- What is being asked -
Write out the data below exactly, from its first line to the line containing "let claims = TokenClaims", that line included.

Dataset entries

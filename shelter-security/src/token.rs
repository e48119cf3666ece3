use std::time::{SystemTime, UNIX_EPOCH};

use jsonwebtoken::{encode, Algorithm, EncodingKey, Header};

use crate::caller::Caller;
use crate::config::SecurityConfig;
use crate::error::SecurityError;
use crate::jwt::TokenClaims;

/// A signed token and its expiry (seconds since the epoch).
#[derive(Debug, Clone)]
pub struct IssuedToken {
    pub token: String,
    pub expires_at: u64,
}

/// Signs HS256 tokens for authenticated users.
pub struct TokenService {
    key: Option<EncodingKey>,
    config: SecurityConfig,
}

impl TokenService {
    pub fn new(config: SecurityConfig) -> Self {
        let key = config
            .secret
            .as_deref()
            .map(|secret| EncodingKey::from_secret(secret.as_bytes()));
        Self { key, config }
    }

    /// Issue a JWT for the given caller.
    ///
    /// Fails with [`SecurityError::SigningKeyMissing`] when no secret is configured.
    pub fn issue(&self, caller: &Caller) -> Result<IssuedToken, SecurityError> {
        let key = self.key.as_ref().ok_or(SecurityError::SigningKeyMissing)?;

        let now = SystemTime::now()
            .duration_since(UNIX_EPOCH)
            .map_err(|e| SecurityError::Crypto(format!("system clock error: {e}")))?
            .as_secs();
        let exp = now + self.config.token_ttl_secs;

        let claims = TokenClaims {
            sub: caller.id.clone(),
            email: caller.email.clone(),
            role: caller.role,
            iss: self.config.issuer.clone(),
            aud: self.config.audience.clone(),
            iat: now,
            exp,
        };

        let token = encode(&Header::new(Algorithm::HS256), &claims, key)
            .map_err(|e| SecurityError::Crypto(format!("failed to sign JWT: {e}")))?;
        tracing::debug!(sub = %caller.id, exp, "token issued");
        Ok(IssuedToken {
            token,
            expires_at: exp,
        })
    }
}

- Written solution -
filename shelter-security/src/token.rs
repository e48119cf3666ece3
use std::time::{SystemTime, UNIX_EPOCH};

use jsonwebtoken::{encode, Algorithm, EncodingKey, Header};

use crate::caller::Caller;
use crate::config::SecurityConfig;
use crate::error::SecurityError;
use crate::jwt::TokenClaims;

/// A signed token and its expiry (seconds since the epoch).
#[derive(Debug, Clone)]
pub struct IssuedToken {
    pub token: String,
    pub expires_at: u64,
}

/// Signs HS256 tokens for authenticated users.
pub struct TokenService {
    key: Option<EncodingKey>,
    config: SecurityConfig,
}

impl TokenService {
    pub fn new(config: SecurityConfig) -> Self {
        let key = config
            .secret
            .as_deref()
            .map(|secret| EncodingKey::from_secret(secret.as_bytes()));
        Self { key, config }
    }

    /// Issue a JWT for the given caller.
    ///
    /// Fails with [`SecurityError::SigningKeyMissing`] when no secret is configured.
    pub fn issue(&self, caller: &Caller) -> Result<IssuedToken, SecurityError> {
        let key = self.key.as_ref().ok_or(SecurityError::SigningKeyMissing)?;

        let now = SystemTime::now()
            .duration_since(UNIX_EPOCH)
            .map_err(|e| SecurityError::Crypto(format!("system clock error: {e}")))?
            .as_secs();
        let exp = now + self.config.token_ttl_secs;

        let claims = TokenClaims {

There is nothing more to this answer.